You just panic about your children, that is your main concern. My husband and I agreed to always be truthful to the kids but to not let my diagnosis affect our everyday family life. Looking back now I can say, apart from the obvious worry my children had for me, they have all gone on to lead successful and happy lives. The cancer was stage 1 when they caught it and it was only two centimetres, so I did not have to have my breast removed. I went through surgery and then radiation therapy for about seven weeks, before going on hormone medication for seven years.
I thought I had beaten it. We had been on holiday to Australia and thought about moving before, but we never did anything about it. But after having cancer I thought, ‘let’s just do it, life is too short’.
So, in 2006 we packed up the three teenagers and our dog and moved. That was something I would not have done before cancer. It is the best thing we have ever done in our lives. I set up my own little business in Perth, a clothing shop called Love To Be, which I still run. I am also opening a second store this month.
I was having regular check ups and then a routine scan revealed I had a secondary cancer on my lung.
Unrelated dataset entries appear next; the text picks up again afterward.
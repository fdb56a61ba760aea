//! Owns the board state and turns staff commands into backend calls.
//!
//! Commands never touch the cache directly. A successful call is recorded as an
//! awaited confirmation and the cache changes only when the matching push event
//! arrives; if it does not arrive in time the whole list is reloaded.

use std::{
    collections::HashMap,
    time::{Duration, Instant},
};

use shared::domain::{Filter, OrderId, OrderStatus};
use tracing::{debug, info, warn};

use crate::{
    api::OrdersApi,
    error::BoardError,
    locale::Locale,
    notice::{Notice, Toast},
    reconcile::{reduce, BoardEvent, BoardState},
    render::BoardView,
    surface::DisplaySurface,
};

pub const DEFAULT_CONFIRMATION_TIMEOUT: Duration = Duration::from_secs(5);

/// Explicit staff approval for irreversible actions.
pub trait Confirmer: Send + Sync {
    fn confirm(&self, order_id: OrderId, prompt: &str) -> bool;
}

/// An answer collected before the command reached the controller.
#[derive(Debug, Clone, Copy)]
pub struct Answered(pub bool);

impl Confirmer for Answered {
    fn confirm(&self, _order_id: OrderId, _prompt: &str) -> bool {
        self.0
    }
}

#[derive(Debug, Clone, PartialEq, Eq)]
pub enum CommandOutcome {
    /// Accepted by the backend; waiting for the push confirmation.
    Sent,
    /// Accepted and already reflected in the cache.
    AlreadyApplied,
    /// Refused locally without contacting the backend.
    Refused,
    /// Staff declined the confirmation prompt.
    Cancelled,
    /// The order no longer exists; the board was reloaded.
    Reloaded,
    Failed,
}

#[derive(Debug, Clone, Copy, PartialEq, Eq)]
enum AwaitedChange {
    Status(OrderStatus),
    Deletion,
}

#[derive(Debug, Clone, Copy)]
struct Awaited {
    change: AwaitedChange,
    deadline: Instant,
}

pub struct BoardController<A: OrdersApi> {
    api: A,
    surface: Box<dyn DisplaySurface>,
    locale: Locale,
    state: BoardState,
    awaiting: HashMap<OrderId, Awaited>,
    confirmation_timeout: Duration,
}

impl<A: OrdersApi> BoardController<A> {
    pub fn new(api: A, surface: Box<dyn DisplaySurface>, locale: Locale, filter: Filter) -> Self {
        Self {
            api,
            surface,
            locale,
            state: BoardState::new(filter),
            awaiting: HashMap::new(),
            confirmation_timeout: DEFAULT_CONFIRMATION_TIMEOUT,
        }
    }

    pub fn with_confirmation_timeout(mut self, timeout: Duration) -> Self {
        self.confirmation_timeout = timeout;
        self
    }

    pub fn state(&self) -> &BoardState {
        &self.state
    }

    pub fn locale(&self) -> Locale {
        self.locale
    }

    pub fn is_awaiting_confirmation(&self, order_id: OrderId) -> bool {
        self.awaiting.contains_key(&order_id)
    }

    pub fn render(&mut self) {
        let view = BoardView::project(&self.state, self.locale);
        self.surface.render(&view);
    }

    pub fn tick_surface(&mut self) {
        self.surface.tick();
    }

    fn notify(&mut self, notice: Notice) {
        self.surface.notify(Toast::new(notice));
    }

    /// Folds one event into the cache and re-renders.
    pub fn apply_event(&mut self, event: BoardEvent) {
        self.settle_awaited(&event);
        if let Some(notice) = reduce(&mut self.state, event) {
            self.notify(notice);
        }
        self.render();
    }

    fn settle_awaited(&mut self, event: &BoardEvent) {
        match event {
            BoardEvent::Updated(order) => {
                if let Some(awaited) = self.awaiting.get(&order.id) {
                    if awaited.change == AwaitedChange::Status(order.status) {
                        self.awaiting.remove(&order.id);
                        debug!(order_id = order.id.0, "controller: status change confirmed");
                    }
                }
            }
            BoardEvent::Deleted(order_id) => {
                if self.awaiting.get(order_id).map(|awaited| awaited.change)
                    == Some(AwaitedChange::Deletion)
                {
                    self.awaiting.remove(order_id);
                    debug!(order_id = order_id.0, "controller: deletion confirmed");
                }
            }
            BoardEvent::Reloaded(orders) => {
                let filter = self.state.filter();
                self.awaiting.retain(|order_id, awaited| {
                    let cached = orders.iter().find(|order| order.id == *order_id);
                    match (awaited.change, cached) {
                        (AwaitedChange::Deletion, None) => false,
                        (AwaitedChange::Status(status), Some(order)) => order.status != status,
                        // Absent from the filtered list: still awaited if the filter would show
                        // the new status, confirmed if the filter hides it.
                        (AwaitedChange::Status(status), None) => filter.matches(status),
                        (AwaitedChange::Deletion, Some(_)) => true,
                    }
                });
            }
            BoardEvent::Created(_) => {}
        }
    }

    /// Replaces the cache with the backend's list for the active filter.
    pub async fn reload_all(&mut self) {
        let filter = self.state.filter();
        match self.api.list_orders(filter).await {
            Ok(orders) => {
                info!(filter = %filter, count = orders.len(), "controller: orders reloaded");
                self.apply_event(BoardEvent::Reloaded(orders));
            }
            Err(err) => {
                warn!(filter = %filter, error = %err, "controller: order reload failed");
                self.notify(Notice::LoadFailed);
            }
        }
    }

    pub async fn set_filter(&mut self, filter: Filter) {
        info!(filter = %filter, "controller: filter changed");
        self.state.set_filter(filter);
        self.render();
        self.reload_all().await;
    }

    /// Requests the successor of the order's cached status.
    pub async fn advance(&mut self, order_id: OrderId) -> CommandOutcome {
        let Some(current) = self.state.get(order_id).map(|order| order.status) else {
            warn!(order_id = order_id.0, "controller: advance requested for uncached order");
            self.notify(Notice::OrderNotFound);
            self.reload_all().await;
            return CommandOutcome::Reloaded;
        };
        match current.next() {
            Some(next) => self.request_status_change(order_id, next).await,
            None => {
                warn!(order_id = order_id.0, status = %current, "controller: order has no next status");
                CommandOutcome::Refused
            }
        }
    }

    pub async fn request_status_change(
        &mut self,
        order_id: OrderId,
        next: OrderStatus,
    ) -> CommandOutcome {
        if let Some(order) = self.state.get(order_id) {
            if order.status.next() != Some(next) {
                let from = order.status;
                warn!(
                    order_id = order_id.0,
                    from = %from,
                    to = %next,
                    "controller: refusing non-linear status change"
                );
                self.notify(Notice::InvalidTransition {
                    order_id,
                    from,
                    to: next,
                });
                return CommandOutcome::Refused;
            }
        }

        match self.api.update_status(order_id, next).await {
            Ok(()) => {
                info!(order_id = order_id.0, status = %next, "controller: status change accepted");
                self.notify(Notice::StatusUpdated);
                let applied = self
                    .state
                    .get(order_id)
                    .is_some_and(|order| order.status == next);
                if applied {
                    CommandOutcome::AlreadyApplied
                } else {
                    self.await_change(order_id, AwaitedChange::Status(next));
                    CommandOutcome::Sent
                }
            }
            Err(err) => {
                self.handle_command_failure(order_id, err, |reason| Notice::UpdateFailed {
                    reason,
                })
                .await
            }
        }
    }

    pub async fn request_deletion(
        &mut self,
        order_id: OrderId,
        confirmer: &dyn Confirmer,
    ) -> CommandOutcome {
        if !confirmer.confirm(order_id, self.locale.delete_prompt()) {
            info!(order_id = order_id.0, "controller: deletion cancelled");
            return CommandOutcome::Cancelled;
        }

        match self.api.delete_order(order_id).await {
            Ok(()) => {
                info!(order_id = order_id.0, "controller: deletion accepted");
                self.notify(Notice::OrderDeleted);
                if self.state.get(order_id).is_none() {
                    CommandOutcome::AlreadyApplied
                } else {
                    self.await_change(order_id, AwaitedChange::Deletion);
                    CommandOutcome::Sent
                }
            }
            Err(err) => {
                self.handle_command_failure(order_id, err, |reason| Notice::DeleteFailed {
                    reason,
                })
                .await
            }
        }
    }

    async fn handle_command_failure(
        &mut self,
        order_id: OrderId,
        err: BoardError,
        notice: impl FnOnce(Option<String>) -> Notice,
    ) -> CommandOutcome {
        if err.is_not_found() {
            warn!(order_id = order_id.0, "controller: order missing on backend, reloading");
            self.notify(Notice::OrderNotFound);
            self.reload_all().await;
            return CommandOutcome::Reloaded;
        }
        warn!(order_id = order_id.0, error = %err, "controller: command failed");
        self.notify(notice(err.reason().map(str::to_string)));
        CommandOutcome::Failed
    }

    fn await_change(&mut self, order_id: OrderId, change: AwaitedChange) {
        self.awaiting.insert(
            order_id,
            Awaited {
                change,
                deadline: Instant::now() + self.confirmation_timeout,
            },
        );
    }

    /// Drops confirmations whose deadline passed and reloads once if any did.
    pub async fn expire_confirmations(&mut self, now: Instant) -> bool {
        let before = self.awaiting.len();
        self.awaiting.retain(|order_id, awaited| {
            let alive = awaited.deadline > now;
            if !alive {
                warn!(order_id = order_id.0, "controller: push confirmation missed");
            }
            alive
        });
        if self.awaiting.len() == before {
            return false;
        }
        self.reload_all().await;
        true
    }

    pub fn connection_lost(&mut self, reason: &str) {
        warn!(reason, "controller: realtime channel unavailable");
        self.notify(Notice::ConnectionLost);
    }
}

#[cfg(test)]
#[path = "tests/controller_tests.rs"]
mod tests;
I was absolutely devastated and annoyed that after nine years I had to deal with it again.
I went on oral chemotherapy for a few years, but it was not clearing the cancer so I went on intravenous chemotherapy last year. I had 24 weeks of weekly chemo. Losing my hair was the worst part, you just feel shocking. Not only do you feel unwell and have to fight this disease, but it also affects your appearance drastically.
The chemo itself was not as bad as I thought. Although it is different for everyone, I was not sick with it and I still managed to work. I would have the chemo on the Monday, then on the Tuesday I would rest a little and then Wednesday I would go back to work. Throughout treatment I managed to still live my life. When you have your own business you are always working full time.
My friend is a hairdresser and organised a fantastic wig for me! It looked just like my hair so a lot of people didn’t even realise I was sick. I put my make up on every day and tried to carry on as normal. When I was undergoing treatment my daughter told me she was pregnant, so that kept me going. Elliott is now three months old and he is gorgeous.
I am currently in remission. For me, they can never say it’s cured but it’s not there at the moment. I try to keep a positive mental attitude and not worry about what might happen. Thankfully I had a lot of support from my friends and family, as well as new friends I met on the journey. I know what breast cancer can do, I know it can spread, however my oncologist assures me she has lots of other treatments up her sleeve and I could always go on a trial if the cancer returns.
Just be positive, put your lippy on, and live for today.”
* Paula shared her story in June 2017.